Değerli kardeşlerim!

Mübarek Şaban ayındayız, sayılı günler çabuk geçer derler ya üç aylar geldi derken, Recep ayını geride bıraktık, şu an Şaban ayındayız ve ardından on bir aydan daha hayırlı olan Ramazan'a kavuşmamıza az kaldı.

Ramazan her sene bin bir nimet ile gelir, sayısız rahmet ve bereketle gelir. Ramazan her sene bize yeni bir can verir, yeni bir ruh üfler, sevinç getirir, huzur getirir, güven getirir.

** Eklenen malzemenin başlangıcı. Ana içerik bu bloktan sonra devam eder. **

use std::sync::Arc;

use crate::{
    control::{ControlTarget, ModuleParam},
    io::AudioBuffer,
};

pub const DEFAULT_GAIN: f32 = 1.0;
pub const DEFAULT_LOW_CUT_HZ: f32 = 20.0;
pub const DEFAULT_HIGH_CUT_HZ: f32 = 20_000.0;
pub const DEFAULT_DRY_WET_MIX: f32 = 0.5;

/// Configuration of one IR module.
///
/// A slot without a buffer is inactive and gets no voice when a session is
/// built. Parameters are always in physical units and within range.
#[derive(Debug, Clone)]
pub struct IrSlot {
    index: usize,
    buffer: Option<Arc<AudioBuffer>>,
    gain: f32,
    low_cut_hz: f32,
    high_cut_hz: f32,
    phase: i32,
}

impl IrSlot {
    pub fn new(index: usize) -> Self {
        Self {
            index,
            buffer: None,
            gain: DEFAULT_GAIN,
            low_cut_hz: DEFAULT_LOW_CUT_HZ,
            high_cut_hz: DEFAULT_HIGH_CUT_HZ,
            phase: 0,
        }
    }

    pub fn index(&self) -> usize {
        self.index
    }

    /// Swap in a new impulse response, returning the previous one.
    pub fn load(&mut self, buffer: Arc<AudioBuffer>) -> Option<Arc<AudioBuffer>> {
        self.buffer.replace(buffer)
    }

    pub fn clear(&mut self) -> Option<Arc<AudioBuffer>> {
        self.buffer.take()
    }

    pub fn buffer(&self) -> Option<&Arc<AudioBuffer>> {
        self.buffer.as_ref()
    }

    pub fn is_active(&self) -> bool {
        self.buffer.is_some()
    }

    pub fn gain(&self) -> f32 {
        self.gain
    }

    pub fn low_cut_hz(&self) -> f32 {
        self.low_cut_hz
    }

    pub fn high_cut_hz(&self) -> f32 {
        self.high_cut_hz
    }

    pub fn param(&self, param: ModuleParam) -> f32 {
        match param {
            ModuleParam::Gain => self.gain,
            ModuleParam::LowCut => self.low_cut_hz,
            ModuleParam::HighCut => self.high_cut_hz,
        }
    }

    /// Store a parameter, clamped to its range. Returns the stored value.
    ///
    /// Non-finite values are ignored and the current value is kept.
    pub fn set_param(&mut self, param: ModuleParam, value: f32) -> f32 {
        if !value.is_finite() {
            return self.param(param);
        }
        let value = ControlTarget::Module(self.index, param).curve().clamp(value);
        match param {
            ModuleParam::Gain => self.gain = value,
            ModuleParam::LowCut => self.low_cut_hz = value,
            ModuleParam::HighCut => self.high_cut_hz = value,
        }
        value
    }

    pub fn set_gain(&mut self, gain: f32) -> f32 {
        self.set_param(ModuleParam::Gain, gain)
    }

    pub fn set_low_cut(&mut self, hz: f32) -> f32 {
        self.set_param(ModuleParam::LowCut, hz)
    }

    pub fn set_high_cut(&mut self, hz: f32) -> f32 {
        self.set_param(ModuleParam::HighCut, hz)
    }

    /// Phase offset in degrees. Stored for the front-end; the signal path ignores it.
    pub fn phase(&self) -> i32 {
        self.phase
    }

    pub fn set_phase(&mut self, phase: i32) {
        self.phase = phase;
    }
}

/// Master tone stage and dry/wet balance.
#[derive(Debug, Clone, PartialEq)]
pub struct MasterState {
    pub gain: f32,
    pub low_cut_hz: f32,
    pub high_cut_hz: f32,
    pub dry_wet_mix: f32,
}

impl Default for MasterState {
    fn default() -> Self {
        Self {
            gain: DEFAULT_GAIN,
            low_cut_hz: DEFAULT_LOW_CUT_HZ,
            high_cut_hz: DEFAULT_HIGH_CUT_HZ,
            dry_wet_mix: DEFAULT_DRY_WET_MIX,
        }
    }
}

impl MasterState {
    pub fn dry_gain(&self) -> f32 {
        1.0 - self.dry_wet_mix
    }

    pub fn wet_gain(&self) -> f32 {
        self.dry_wet_mix
    }

    /// Store a master-level value, clamped to its range. Returns the stored
    /// value, or `None` for per-module targets. Non-finite values leave the
    /// current value in place.
    pub fn set(&mut self, target: ControlTarget, value: f32) -> Option<f32> {
        if !value.is_finite() {
            return self.get(target);
        }
        let value = target.curve().clamp(value);
        let field = match target {
            ControlTarget::MasterGain => &mut self.gain,
            ControlTarget::MasterLowCut => &mut self.low_cut_hz,
            ControlTarget::MasterHighCut => &mut self.high_cut_hz,
            ControlTarget::DryWetMix => &mut self.dry_wet_mix,
            ControlTarget::Module(..) => return None,
        };
        *field = value;
        Some(value)
    }

    pub fn get(&self, target: ControlTarget) -> Option<f32> {
        match target {
            ControlTarget::MasterGain => Some(self.gain),
            ControlTarget::MasterLowCut => Some(self.low_cut_hz),
            ControlTarget::MasterHighCut => Some(self.high_cut_hz),
            ControlTarget::DryWetMix => Some(self.dry_wet_mix),
            ControlTarget::Module(..) => None,
        }
    }
}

Ancak bu sene, geçen seneler gibi bir araya gelemeyeceğiz, belki de kıymetini bilemediğimiz bu birlik ve beraberliği bize arattıracak şekilde çok fazla iç içe olmadan ailemiz ile geçireceğimiz bir ay olacak.

Fakat Müslümanlar olarak Ramazan ayını bir rahmet olarak görüp bu mahzuniyetimizi ve hüznümüzü sevince, mahrumiyetimizi rahmete, hatta içinde bulunduğumuz kuşatılmışlığımızı bir muhasebeye ve özgürlüğe dönüştürebiliriz.

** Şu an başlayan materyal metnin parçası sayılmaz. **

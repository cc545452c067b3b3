//! The engine facade: slots, master state, dry sample and the live session.

pub mod builder;
pub mod config;
pub mod error;
pub mod event;
pub mod session;
pub mod slot;

use std::{collections::VecDeque, sync::Arc};

use tracing::{debug, info, warn};

use crate::{
    control::{ControlEvent, ControlTarget},
    graph::link::SessionLink,
    io::{AttachedGraph, AudioBackend, AudioBuffer, DecodeEvent, LoadTarget},
    SLOT_COUNT,
};

pub use self::{
    builder::{build_session, SessionGraph, SessionHandles, VoiceHandles},
    config::EngineConfig,
    error::{BuildError, EngineError},
    event::{ControlState, EngineEvent, PlayIcon},
    session::{PlayMode, PlaybackSession, PlaybackState},
    slot::{IrSlot, MasterState},
};

/*
Engine
======

Owns everything that outlives a single play-through and lives on the control
thread:

  - the dry sample
  - SLOT_COUNT IR slots (buffer + gain / low cut / high cut / phase)
  - master state (gain / low cut / high cut / dry-wet mix)
  - at most one PlaybackSession
  - the backend the session graphs are rendered by

Lifecycle:

  Idle ──play──▶ Building ──graph attached──▶ Running ──source ran out──▶ Ended
   ▲                │                           │                           │
   └────────────────┴─────────stop──────────────┴───────────stop────────────┘

`play` always tears down the previous session before building the next one,
so two sources never write to the output at once. `play_dry` is the A/B
bypass: the dry sample at unity with no voices, whatever the slots and the
mix hold. Natural end is observed on `poll`, which the front-end calls
regularly (e.g. once per UI frame).

Control changes are stored first, then pushed into the running session when
it has a node for them. Nothing here blocks on the render thread.
*/

pub struct Engine<B: AudioBackend> {
    backend: B,
    config: EngineConfig,
    dry: Option<Arc<AudioBuffer>>,
    slots: Vec<IrSlot>,
    master: MasterState,
    session: Option<PlaybackSession>,
    state: PlaybackState,
    next_session: u64,
    events: VecDeque<EngineEvent>,
    controls: ControlState,
}

impl<B: AudioBackend> Engine<B> {
    pub fn new(backend: B, config: EngineConfig) -> Self {
        Self {
            backend,
            config,
            dry: None,
            slots: (0..SLOT_COUNT).map(IrSlot::new).collect(),
            master: MasterState::default(),
            session: None,
            state: PlaybackState::Idle,
            next_session: 1,
            events: VecDeque::new(),
            controls: ControlState {
                play_enabled: false,
                stop_enabled: false,
                icon: PlayIcon::Play,
            },
        }
    }

    pub fn config(&self) -> &EngineConfig {
        &self.config
    }

    pub fn backend(&self) -> &B {
        &self.backend
    }

    pub fn backend_mut(&mut self) -> &mut B {
        &mut self.backend
    }

    pub fn state(&self) -> PlaybackState {
        self.state
    }

    pub fn session(&self) -> Option<&PlaybackSession> {
        self.session.as_ref()
    }

    pub fn dry_sample(&self) -> Option<&Arc<AudioBuffer>> {
        self.dry.as_ref()
    }

    pub fn slots(&self) -> &[IrSlot] {
        &self.slots
    }

    pub fn slot(&self, index: usize) -> Option<&IrSlot> {
        self.slots.get(index)
    }

    pub fn master(&self) -> &MasterState {
        &self.master
    }

    pub fn controls(&self) -> ControlState {
        self.controls
    }

    /// Current physical value behind a control target
    pub fn parameter(&self, target: ControlTarget) -> Option<f32> {
        match target {
            ControlTarget::Module(slot, param) => self.slot(slot).map(|s| s.param(param)),
            _ => self.master.get(target),
        }
    }

    /// Take all events emitted since the last call, oldest first.
    pub fn drain_events(&mut self) -> Vec<EngineEvent> {
        self.events.drain(..).collect()
    }

    /// Announce that a decode for `target` has started.
    pub fn begin_load(&mut self, target: LoadTarget) {
        self.status(format!("Loading {target}..."));
    }

    pub fn load_dry_sample(&mut self, buffer: AudioBuffer) {
        let loaded = EngineEvent::loaded(LoadTarget::Dry, &buffer);
        info!(
            duration_secs = buffer.duration_secs(),
            sample_rate = buffer.sample_rate(),
            channels = buffer.channel_count(),
            "dry sample loaded"
        );
        self.dry = Some(Arc::new(buffer));
        self.events.push_back(loaded);
        self.status("Audio sample loaded successfully!");
        self.refresh_controls();
    }

    /// Load an impulse response into `slot`. A running session keeps the voices
    /// it was built with; the new IR is used from the next play on.
    pub fn load_ir(&mut self, slot: usize, buffer: AudioBuffer) -> Result<(), EngineError> {
        let ir_slot = self
            .slots
            .get_mut(slot)
            .ok_or(EngineError::InvalidSlot(slot))?;

        let loaded = EngineEvent::loaded(LoadTarget::Ir(slot), &buffer);
        info!(
            slot,
            duration_secs = buffer.duration_secs(),
            sample_rate = buffer.sample_rate(),
            channels = buffer.channel_count(),
            "impulse response loaded"
        );
        ir_slot.load(Arc::new(buffer));

        self.events.push_back(loaded);
        self.status(format!("Impulse response {} loaded successfully!", slot + 1));
        self.refresh_controls();
        Ok(())
    }

    pub fn clear_ir(&mut self, slot: usize) -> Result<(), EngineError> {
        let ir_slot = self
            .slots
            .get_mut(slot)
            .ok_or(EngineError::InvalidSlot(slot))?;

        if ir_slot.clear().is_some() {
            info!(slot, "impulse response cleared");
            self.status(format!("Impulse response {} removed", slot + 1));
        }
        Ok(())
    }

    /// Store the phase offset (degrees) of `slot`. The value is kept for the
    /// front-end and does not change what is heard.
    pub fn set_phase(&mut self, slot: usize, phase: i32) -> Result<(), EngineError> {
        self.slots
            .get_mut(slot)
            .ok_or(EngineError::InvalidSlot(slot))?
            .set_phase(phase);
        debug!(slot, phase, "phase stored");
        Ok(())
    }

    /// Route a finished decode. Failures leave the target untouched and are
    /// reported through events rather than as an error.
    pub fn apply_decoded(&mut self, event: DecodeEvent) -> Result<(), EngineError> {
        if let LoadTarget::Ir(slot) = event.target {
            if slot >= SLOT_COUNT {
                return Err(EngineError::InvalidSlot(slot));
            }
        }

        match (event.target, event.result) {
            (LoadTarget::Dry, Ok(buffer)) => self.load_dry_sample(buffer),
            (LoadTarget::Ir(slot), Ok(buffer)) => self.load_ir(slot, buffer)?,
            (target, Err(failure)) => {
                warn!(%target, file = %failure.file_name, reason = %failure.reason, "decode failed");
                self.events.push_back(EngineEvent::SlotLoadFailed {
                    target,
                    file_name: failure.file_name,
                });
                self.status(format!("Error loading {target} file"));
            }
        }
        Ok(())
    }

    /// Store a physical value and push it into the running session.
    ///
    /// Values are clamped to the target's range; the stored value is returned.
    pub fn set_parameter(&mut self, target: ControlTarget, value: f32) -> Result<f32, EngineError> {
        let stored = match target {
            ControlTarget::Module(slot, param) => self
                .slots
                .get_mut(slot)
                .ok_or(EngineError::InvalidSlot(slot))?
                .set_param(param, value),
            _ => self
                .master
                .set(target, value)
                .unwrap_or_else(|| target.curve().clamp(value)),
        };

        if let Some(session) = &self.session {
            if session.apply(target, stored) {
                debug!(%target, value = stored, session = session.id(), "pushed to live graph");
            }
        }
        Ok(stored)
    }

    pub fn handle_control(&mut self, event: ControlEvent) -> Result<f32, EngineError> {
        self.set_parameter(event.target(), event.physical_value())
    }

    /// Start a new play-through with every loaded slot, replacing any running one.
    pub fn play(&mut self) -> Result<(), EngineError> {
        self.play_with(PlayMode::Wet)
    }

    /// Start a bypassed play-through: the dry sample alone at unity gain.
    pub fn play_dry(&mut self) -> Result<(), EngineError> {
        self.play_with(PlayMode::Dry)
    }

    pub fn play_with(&mut self, mode: PlayMode) -> Result<(), EngineError> {
        self.teardown();

        let Some(dry) = self.dry.clone() else {
            warn!("play requested without a dry sample");
            self.state = PlaybackState::Idle;
            self.status("Please load an audio sample first");
            self.refresh_controls();
            return Err(EngineError::NoSampleLoaded);
        };

        self.state = PlaybackState::Building;
        self.backend.collect_retired();

        match self.start_session(&dry, mode) {
            Ok(session) => {
                let voices = session.voice_count();
                info!(session = session.id(), ?mode, voices, "session running");
                self.session = Some(session);
                self.state = PlaybackState::Running;
                if voices == 0 {
                    self.status("Playing dry signal (no processing)...");
                } else {
                    self.status(format!(
                        "Playing with {voices} impulse response{}...",
                        if voices == 1 { "" } else { "s" }
                    ));
                }
                self.refresh_controls();
                Ok(())
            }
            Err(err) => {
                warn!(error = %err, "session aborted");
                self.state = PlaybackState::Idle;
                self.status(format!("Playback failed: {err}"));
                self.refresh_controls();
                Err(err)
            }
        }
    }

    fn start_session(
        &mut self,
        dry: &AudioBuffer,
        mode: PlayMode,
    ) -> Result<PlaybackSession, EngineError> {
        let bypass;
        let (master, slots) = match mode {
            PlayMode::Wet => (&self.master, self.slots.as_slice()),
            PlayMode::Dry => {
                bypass = MasterState {
                    dry_wet_mix: 0.0,
                    ..self.master.clone()
                };
                (&bypass, &[][..])
            }
        };
        let (graph, handles) =
            build_session(Some(dry), master, slots, self.backend.sample_rate(), &self.config)?;

        let id = self.next_session;
        self.next_session += 1;
        let link = SessionLink::new(id);

        // Constructed first so any failure below tears the handles down.
        let session = PlaybackSession::new(id, mode, handles, link.clone());
        session.handles().source.start();
        self.backend.attach(AttachedGraph::new(graph, link))?;
        Ok(session)
    }

    /// Stop playback. Does nothing when nothing is playing.
    pub fn stop(&mut self) {
        match self.state {
            PlaybackState::Idle => {}
            PlaybackState::Ended => {
                self.state = PlaybackState::Idle;
            }
            PlaybackState::Building | PlaybackState::Running => {
                self.teardown();
                self.state = PlaybackState::Idle;
                info!("playback stopped");
                self.status("Playback stopped");
            }
        }
        self.refresh_controls();
    }

    /// Observe the render side: free retired graphs and catch the natural end
    /// of the running session. Returns `true` if the session ended just now.
    pub fn poll(&mut self) -> bool {
        self.backend.collect_retired();

        let ended = self.state == PlaybackState::Running
            && self.session.as_ref().is_some_and(PlaybackSession::has_ended);
        if ended {
            self.teardown();
            self.state = PlaybackState::Ended;
            info!("playback finished");
            self.status("Playback finished");
            self.refresh_controls();
        }
        ended
    }

    fn teardown(&mut self) {
        if let Some(session) = self.session.take() {
            debug!(session = session.id(), "tearing down session");
            drop(session);
        }
    }

    fn status(&mut self, message: impl Into<String>) {
        self.events.push_back(EngineEvent::Status(message.into()));
    }

    fn refresh_controls(&mut self) {
        let running = self.state == PlaybackState::Running;
        let controls = ControlState {
            play_enabled: self.dry.is_some(),
            stop_enabled: running,
            icon: if running { PlayIcon::Stop } else { PlayIcon::Play },
        };
        if controls != self.controls {
            self.controls = controls;
            self.events.push_back(EngineEvent::ControlsChanged(controls));
        }
    }
}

Bunu yapmanın yolu ise ruhumuzun ve kalbimizin yegâne sahibi olan Allah'a kendimizi teslim etmekten geçer. Ramazan ayını bir mektep olarak gören Müslümanlar bu mektepte sonucunu Allah'tan bekleyerek yükümlülüklerini yerine getir, bu mektebin muhteşem programını kendine ve ailesine uygular ise, inşallah kurtuluşlarına vesile olur.

Bu ayda yapmamız gereken yükümlülüklerimiz vardır. Bunları maddeler haline getirir isek, ilk maddelerimizin olmazsa olmazı, Kur'an-ı Kerim'i okumalı, nitekim ayette Rabbimiz şöyle buyuruyor: "O (sayılı günler), doğruyu eğriden ayırma, gidilecek yolu bulma konusunda açıklamalar ve insanlara rehber olarak Kur'an'ın indirildiği ramazan ayıdır.” (2/185)

Maddelerimizin ikincisi ise Kur’an'dan sonra mükâfatını yalnızca Allah'ın bildiği oruç vardır. Ne buyuruyor Rabbimiz: "O Benim içindir. Onun mükafatını bizzat Ben veririm. (Çünkü) Oruçlu yemesini, içmesini benim için bırakır." [Buhari/ Ebu Hureyre (r.a.)]

Ramazan mektebinin içinde kulun rabbine en yakın olduğu iftarın sevinci vardır. Allah resulü şöyle buyuruyor: "Oruçlunun iki sevinci vardır. Biri iftar vaktindeki sevinci, diğeri rabbiyle buluştuğu o büyük andaki sevinçtir."

Bu Ramazan mektebinde sahurun bereketi vardır. "Sahura kalkın çünkü onda bereket vardır" buyuruyor Allah'ın Resulü (sav).

Bu mektepte teravihin huzuru vardır.

İnfak vardır, sadaka vardır ve daha niceleri bu mektepte saklıdır.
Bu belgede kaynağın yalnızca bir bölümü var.